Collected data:
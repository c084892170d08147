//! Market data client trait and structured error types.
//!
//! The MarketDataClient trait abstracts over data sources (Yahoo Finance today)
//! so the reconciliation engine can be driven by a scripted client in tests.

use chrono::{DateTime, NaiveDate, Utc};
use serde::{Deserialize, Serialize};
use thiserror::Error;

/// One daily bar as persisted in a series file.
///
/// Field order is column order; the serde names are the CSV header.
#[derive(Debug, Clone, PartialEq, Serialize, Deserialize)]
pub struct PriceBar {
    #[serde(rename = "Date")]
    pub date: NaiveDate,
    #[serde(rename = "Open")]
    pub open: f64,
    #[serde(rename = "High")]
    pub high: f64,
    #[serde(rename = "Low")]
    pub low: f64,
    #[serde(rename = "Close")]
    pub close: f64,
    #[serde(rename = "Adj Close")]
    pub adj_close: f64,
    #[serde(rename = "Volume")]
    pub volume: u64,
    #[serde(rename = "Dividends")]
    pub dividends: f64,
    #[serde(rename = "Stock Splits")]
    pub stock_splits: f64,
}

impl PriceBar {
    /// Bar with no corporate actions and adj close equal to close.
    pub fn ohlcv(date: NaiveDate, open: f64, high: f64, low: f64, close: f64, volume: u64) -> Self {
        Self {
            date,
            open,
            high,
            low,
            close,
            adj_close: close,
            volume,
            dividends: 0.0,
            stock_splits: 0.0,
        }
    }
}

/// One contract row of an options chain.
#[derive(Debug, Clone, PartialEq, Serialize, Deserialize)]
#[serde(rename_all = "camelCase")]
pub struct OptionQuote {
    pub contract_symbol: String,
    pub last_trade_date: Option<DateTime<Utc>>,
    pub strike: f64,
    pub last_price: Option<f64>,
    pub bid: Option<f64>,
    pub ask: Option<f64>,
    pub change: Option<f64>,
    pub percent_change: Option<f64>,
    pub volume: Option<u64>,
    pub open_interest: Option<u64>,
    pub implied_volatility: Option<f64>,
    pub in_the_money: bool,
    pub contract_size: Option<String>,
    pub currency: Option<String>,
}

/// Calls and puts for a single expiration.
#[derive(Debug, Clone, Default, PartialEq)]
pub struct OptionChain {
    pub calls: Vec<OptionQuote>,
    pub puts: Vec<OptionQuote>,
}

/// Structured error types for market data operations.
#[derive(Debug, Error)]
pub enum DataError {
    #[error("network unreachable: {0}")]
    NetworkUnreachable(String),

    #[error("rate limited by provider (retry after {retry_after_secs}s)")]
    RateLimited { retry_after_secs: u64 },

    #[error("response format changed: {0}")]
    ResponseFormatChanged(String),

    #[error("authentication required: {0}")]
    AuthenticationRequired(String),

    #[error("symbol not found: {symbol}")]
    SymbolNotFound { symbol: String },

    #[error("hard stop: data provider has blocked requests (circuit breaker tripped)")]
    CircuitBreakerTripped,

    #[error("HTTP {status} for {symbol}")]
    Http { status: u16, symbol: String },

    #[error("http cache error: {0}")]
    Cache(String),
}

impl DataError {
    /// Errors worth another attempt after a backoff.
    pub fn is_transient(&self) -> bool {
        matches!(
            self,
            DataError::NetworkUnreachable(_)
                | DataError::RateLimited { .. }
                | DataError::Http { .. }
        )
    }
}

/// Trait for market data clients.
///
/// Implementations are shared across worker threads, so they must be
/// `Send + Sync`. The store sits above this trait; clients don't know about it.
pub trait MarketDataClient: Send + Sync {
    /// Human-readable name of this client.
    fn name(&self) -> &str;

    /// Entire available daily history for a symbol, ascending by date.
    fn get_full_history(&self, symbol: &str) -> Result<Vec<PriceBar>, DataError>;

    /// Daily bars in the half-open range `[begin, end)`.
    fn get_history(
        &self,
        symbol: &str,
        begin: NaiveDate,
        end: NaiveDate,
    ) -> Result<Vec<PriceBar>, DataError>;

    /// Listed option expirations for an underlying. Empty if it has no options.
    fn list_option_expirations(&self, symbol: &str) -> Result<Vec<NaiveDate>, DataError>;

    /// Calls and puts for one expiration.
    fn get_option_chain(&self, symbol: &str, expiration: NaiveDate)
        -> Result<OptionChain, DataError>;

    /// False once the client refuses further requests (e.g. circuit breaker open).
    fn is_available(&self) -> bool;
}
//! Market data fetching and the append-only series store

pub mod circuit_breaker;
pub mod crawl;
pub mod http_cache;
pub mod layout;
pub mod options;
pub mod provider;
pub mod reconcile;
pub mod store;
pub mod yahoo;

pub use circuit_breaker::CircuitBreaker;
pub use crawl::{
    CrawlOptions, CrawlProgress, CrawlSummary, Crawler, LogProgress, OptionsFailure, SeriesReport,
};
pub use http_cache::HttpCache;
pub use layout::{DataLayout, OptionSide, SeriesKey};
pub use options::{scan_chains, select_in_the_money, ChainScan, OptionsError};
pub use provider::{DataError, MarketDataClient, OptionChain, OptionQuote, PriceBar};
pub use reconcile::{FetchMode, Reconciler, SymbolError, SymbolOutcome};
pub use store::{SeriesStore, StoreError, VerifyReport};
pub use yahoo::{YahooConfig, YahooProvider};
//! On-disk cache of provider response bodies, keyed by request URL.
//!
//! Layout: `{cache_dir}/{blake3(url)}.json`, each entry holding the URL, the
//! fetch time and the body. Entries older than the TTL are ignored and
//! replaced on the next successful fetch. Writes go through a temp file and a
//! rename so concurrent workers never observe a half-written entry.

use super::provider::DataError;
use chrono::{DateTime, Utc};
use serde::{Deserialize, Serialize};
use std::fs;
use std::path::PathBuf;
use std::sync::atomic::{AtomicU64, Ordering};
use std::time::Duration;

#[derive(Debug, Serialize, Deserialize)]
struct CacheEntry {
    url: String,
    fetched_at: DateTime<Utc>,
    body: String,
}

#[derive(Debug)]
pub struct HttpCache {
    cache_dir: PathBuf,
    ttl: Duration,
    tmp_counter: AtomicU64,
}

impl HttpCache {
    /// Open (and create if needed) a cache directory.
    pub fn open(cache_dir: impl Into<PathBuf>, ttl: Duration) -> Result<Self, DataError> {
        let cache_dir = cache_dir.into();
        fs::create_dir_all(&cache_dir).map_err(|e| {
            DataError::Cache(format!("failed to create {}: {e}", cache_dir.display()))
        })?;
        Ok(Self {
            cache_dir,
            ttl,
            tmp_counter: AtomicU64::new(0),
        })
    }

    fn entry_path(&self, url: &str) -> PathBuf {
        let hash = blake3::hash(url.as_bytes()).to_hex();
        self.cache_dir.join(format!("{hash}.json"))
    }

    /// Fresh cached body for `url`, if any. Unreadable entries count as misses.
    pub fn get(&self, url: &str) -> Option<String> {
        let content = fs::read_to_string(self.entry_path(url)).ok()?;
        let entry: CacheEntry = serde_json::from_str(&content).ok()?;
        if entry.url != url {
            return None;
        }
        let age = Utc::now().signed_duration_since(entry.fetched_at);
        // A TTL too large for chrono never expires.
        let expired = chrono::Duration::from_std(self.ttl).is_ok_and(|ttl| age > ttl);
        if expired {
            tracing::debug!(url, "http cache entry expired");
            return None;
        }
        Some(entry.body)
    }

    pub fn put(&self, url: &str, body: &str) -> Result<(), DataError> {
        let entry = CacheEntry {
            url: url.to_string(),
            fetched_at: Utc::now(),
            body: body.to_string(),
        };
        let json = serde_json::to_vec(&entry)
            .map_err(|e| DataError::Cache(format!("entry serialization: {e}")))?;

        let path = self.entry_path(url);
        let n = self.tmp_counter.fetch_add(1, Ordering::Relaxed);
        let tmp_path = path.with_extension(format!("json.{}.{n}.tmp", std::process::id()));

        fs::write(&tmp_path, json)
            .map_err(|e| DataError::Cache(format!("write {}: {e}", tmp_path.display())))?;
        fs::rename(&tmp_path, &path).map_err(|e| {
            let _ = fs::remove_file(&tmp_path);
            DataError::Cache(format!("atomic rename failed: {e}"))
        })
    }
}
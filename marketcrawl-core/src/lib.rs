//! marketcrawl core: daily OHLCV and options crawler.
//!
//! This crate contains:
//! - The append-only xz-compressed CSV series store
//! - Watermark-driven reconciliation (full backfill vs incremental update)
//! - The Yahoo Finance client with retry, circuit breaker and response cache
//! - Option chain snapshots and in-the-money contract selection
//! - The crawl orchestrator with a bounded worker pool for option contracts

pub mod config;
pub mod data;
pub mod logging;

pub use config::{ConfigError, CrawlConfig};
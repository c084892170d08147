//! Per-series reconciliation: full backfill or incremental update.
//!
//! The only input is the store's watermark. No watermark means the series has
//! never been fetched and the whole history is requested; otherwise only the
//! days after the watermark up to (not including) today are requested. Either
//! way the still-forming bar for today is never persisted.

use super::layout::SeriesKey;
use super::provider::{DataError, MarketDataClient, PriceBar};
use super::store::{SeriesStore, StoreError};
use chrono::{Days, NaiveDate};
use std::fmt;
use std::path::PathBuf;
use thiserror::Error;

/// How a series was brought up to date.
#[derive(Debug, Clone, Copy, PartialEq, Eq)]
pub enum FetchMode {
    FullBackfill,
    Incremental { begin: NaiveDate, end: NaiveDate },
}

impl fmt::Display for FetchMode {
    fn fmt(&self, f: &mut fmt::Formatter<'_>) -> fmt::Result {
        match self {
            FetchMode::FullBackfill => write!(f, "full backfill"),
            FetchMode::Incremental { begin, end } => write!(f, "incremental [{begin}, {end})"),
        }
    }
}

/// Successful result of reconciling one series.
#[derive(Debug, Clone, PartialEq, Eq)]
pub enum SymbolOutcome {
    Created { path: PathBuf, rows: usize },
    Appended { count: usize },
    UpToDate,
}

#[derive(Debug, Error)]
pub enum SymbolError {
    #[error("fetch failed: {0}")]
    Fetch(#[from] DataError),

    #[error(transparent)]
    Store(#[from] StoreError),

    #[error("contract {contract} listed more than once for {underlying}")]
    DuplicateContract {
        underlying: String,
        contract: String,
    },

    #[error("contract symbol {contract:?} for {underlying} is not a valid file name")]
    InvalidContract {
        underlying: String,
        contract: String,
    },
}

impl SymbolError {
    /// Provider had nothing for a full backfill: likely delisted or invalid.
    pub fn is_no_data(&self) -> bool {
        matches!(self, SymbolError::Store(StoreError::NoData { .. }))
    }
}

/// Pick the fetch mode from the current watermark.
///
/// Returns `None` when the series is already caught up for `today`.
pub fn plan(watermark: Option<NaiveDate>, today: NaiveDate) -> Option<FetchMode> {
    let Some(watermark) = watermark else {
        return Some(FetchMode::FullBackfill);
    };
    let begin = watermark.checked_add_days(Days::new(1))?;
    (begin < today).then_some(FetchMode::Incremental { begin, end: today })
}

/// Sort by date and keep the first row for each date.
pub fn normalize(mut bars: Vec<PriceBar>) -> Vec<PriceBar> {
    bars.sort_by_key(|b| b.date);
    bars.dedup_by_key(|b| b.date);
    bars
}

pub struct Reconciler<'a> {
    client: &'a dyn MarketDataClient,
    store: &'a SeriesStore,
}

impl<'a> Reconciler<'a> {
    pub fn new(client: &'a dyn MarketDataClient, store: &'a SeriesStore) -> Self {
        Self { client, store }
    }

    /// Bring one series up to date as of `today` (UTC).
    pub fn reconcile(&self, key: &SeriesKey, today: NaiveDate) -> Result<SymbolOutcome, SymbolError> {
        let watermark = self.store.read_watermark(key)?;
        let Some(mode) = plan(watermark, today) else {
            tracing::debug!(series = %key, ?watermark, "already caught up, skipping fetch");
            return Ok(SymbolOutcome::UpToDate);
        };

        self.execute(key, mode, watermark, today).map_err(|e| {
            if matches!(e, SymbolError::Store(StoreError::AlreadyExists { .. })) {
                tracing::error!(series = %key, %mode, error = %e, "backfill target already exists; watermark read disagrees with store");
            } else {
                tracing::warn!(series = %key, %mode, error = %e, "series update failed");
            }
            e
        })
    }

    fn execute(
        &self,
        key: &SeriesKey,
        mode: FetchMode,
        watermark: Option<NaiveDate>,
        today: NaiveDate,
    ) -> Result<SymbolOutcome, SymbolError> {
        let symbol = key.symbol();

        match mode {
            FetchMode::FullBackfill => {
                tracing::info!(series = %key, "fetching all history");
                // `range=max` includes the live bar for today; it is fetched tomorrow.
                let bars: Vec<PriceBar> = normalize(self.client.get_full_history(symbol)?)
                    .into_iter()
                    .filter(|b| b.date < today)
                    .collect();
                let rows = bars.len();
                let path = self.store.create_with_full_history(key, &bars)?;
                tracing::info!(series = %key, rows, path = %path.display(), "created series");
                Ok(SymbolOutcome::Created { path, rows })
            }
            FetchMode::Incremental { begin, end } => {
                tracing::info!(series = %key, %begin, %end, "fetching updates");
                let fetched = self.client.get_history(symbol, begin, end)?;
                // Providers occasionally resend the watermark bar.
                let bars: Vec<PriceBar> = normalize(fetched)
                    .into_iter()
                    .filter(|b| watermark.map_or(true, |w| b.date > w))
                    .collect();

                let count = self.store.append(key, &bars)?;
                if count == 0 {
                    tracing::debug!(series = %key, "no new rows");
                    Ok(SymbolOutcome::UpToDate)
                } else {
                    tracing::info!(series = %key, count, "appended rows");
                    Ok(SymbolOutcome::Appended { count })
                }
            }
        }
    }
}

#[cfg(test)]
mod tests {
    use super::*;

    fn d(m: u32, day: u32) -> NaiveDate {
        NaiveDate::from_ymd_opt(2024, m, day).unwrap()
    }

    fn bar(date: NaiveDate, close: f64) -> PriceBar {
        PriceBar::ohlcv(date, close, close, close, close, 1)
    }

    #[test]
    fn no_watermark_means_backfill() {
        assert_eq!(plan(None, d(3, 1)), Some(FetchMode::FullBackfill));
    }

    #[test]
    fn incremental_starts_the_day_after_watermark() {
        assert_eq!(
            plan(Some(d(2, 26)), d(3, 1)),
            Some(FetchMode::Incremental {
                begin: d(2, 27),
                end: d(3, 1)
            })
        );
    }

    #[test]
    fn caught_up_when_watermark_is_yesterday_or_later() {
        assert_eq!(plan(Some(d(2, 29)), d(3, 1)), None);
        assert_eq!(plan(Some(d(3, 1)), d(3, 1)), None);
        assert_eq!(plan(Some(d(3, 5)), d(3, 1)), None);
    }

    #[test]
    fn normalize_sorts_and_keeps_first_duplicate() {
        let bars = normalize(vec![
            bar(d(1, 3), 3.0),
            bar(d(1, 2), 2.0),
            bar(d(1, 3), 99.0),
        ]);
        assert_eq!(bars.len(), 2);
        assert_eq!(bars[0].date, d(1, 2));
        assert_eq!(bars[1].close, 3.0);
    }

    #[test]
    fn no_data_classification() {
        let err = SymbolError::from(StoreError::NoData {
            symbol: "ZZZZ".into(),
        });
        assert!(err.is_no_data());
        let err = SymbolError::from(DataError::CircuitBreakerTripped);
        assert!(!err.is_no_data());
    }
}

_Directions for this task_
Please copy out each line of the data in which the word "PathBuf" occurs.

_Result for this exercise_
use std::path::PathBuf;
    cache_dir: PathBuf,
    pub fn open(cache_dir: impl Into<PathBuf>, ttl: Duration) -> Result<Self, DataError> {
    fn entry_path(&self, url: &str) -> PathBuf {
use std::path::PathBuf;
    Created { path: PathBuf, rows: usize },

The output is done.